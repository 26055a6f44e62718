use crate::infobox::extract_infoboxes;
use crate::markup::find_matching_close;
use crate::models::SideChannel;
use crate::table::extract_tables;
use once_cell::sync::Lazy;
use regex::Regex;

/// Single-line, shortest-match template invocations. Multi-line templates
/// (infoboxes, mostly) survive this pass and are handled by the side channel.
static TEMPLATE_REGEX: Lazy<Regex> = Lazy::new(|| Regex::new(r"\{\{.*?\}\}").unwrap());

static COMMENT_REGEX: Lazy<Regex> = Lazy::new(|| Regex::new(r"(?s)<!--.*?-->").unwrap());

static REF_SELF_CLOSING_REGEX: Lazy<Regex> =
    Lazy::new(|| Regex::new(r"(?i)<ref\b[^>]*/>").unwrap());

static REF_PAIRED_REGEX: Lazy<Regex> =
    Lazy::new(|| Regex::new(r"(?is)<ref\b[^>]*>.*?</ref\s*>").unwrap());

const MEDIA_PREFIXES: [&[u8]; 2] = [b"file:", b"image:"];

#[derive(Debug, Clone, Default, PartialEq)]
pub struct CleanedSection {
    pub content: String,
    pub side_channel: SideChannel,
}

/// Strips markup noise from one section's raw text and moves its tables and
/// infoboxes into the side channel.
pub fn clean_section(raw: &str) -> CleanedSection {
    let text = strip_templates(raw);
    let text = strip_comments(&text);
    let text = strip_media_links(&text);
    let text = strip_references(&text);
    let (side_channel, text) = extract_side_channel(&text);

    CleanedSection {
        content: text.trim().to_string(),
        side_channel,
    }
}

pub fn strip_templates(text: &str) -> String {
    TEMPLATE_REGEX.replace_all(text, "").into_owned()
}

pub fn strip_comments(text: &str) -> String {
    COMMENT_REGEX.replace_all(text, "").into_owned()
}

/// Removes `[[File:...]]` and `[[Image:...]]` links, tracking bracket depth so
/// captions containing their own links go with them. An unclosed link takes
/// the rest of the text.
pub fn strip_media_links(text: &str) -> String {
    let bytes = text.as_bytes();
    let mut result = String::with_capacity(text.len());
    let mut copied_to = 0;
    let mut search_from = 0;

    while let Some(start) = find_media_start(bytes, search_from) {
        result.push_str(&text[copied_to..start]);
        match find_matching_close(bytes, start, b'[', b']') {
            Some(close) => {
                copied_to = close + 2;
                search_from = copied_to;
            }
            None => {
                copied_to = bytes.len();
                break;
            }
        }
    }

    result.push_str(&text[copied_to..]);
    result
}

fn find_media_start(bytes: &[u8], from: usize) -> Option<usize> {
    let mut pos = from;
    while let Some(offset) = memchr::memmem::find(&bytes[pos..], b"[[") {
        let start = pos + offset;
        let rest = &bytes[start + 2..];
        let is_media = MEDIA_PREFIXES.iter().any(|prefix| {
            rest.len() >= prefix.len() && rest[..prefix.len()].eq_ignore_ascii_case(prefix)
        });
        if is_media {
            return Some(start);
        }
        pos = start + 2;
    }
    None
}

pub fn strip_references(text: &str) -> String {
    let text = REF_SELF_CLOSING_REGEX.replace_all(text, "");
    REF_PAIRED_REGEX.replace_all(&text, "").into_owned()
}

pub fn extract_side_channel(text: &str) -> (SideChannel, String) {
    let (wikitables, text) = extract_tables(text);
    let (infoboxes, text) = extract_infoboxes(&text);
    (
        SideChannel {
            wikitables,
            infoboxes,
        },
        text,
    )
}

* [DIRECTIONS FOR THIS TASK] Line count for "Some": count the lines in the records above that hold this word, and give only the number.

* [ANSWER TO THIS EXERCISE] 4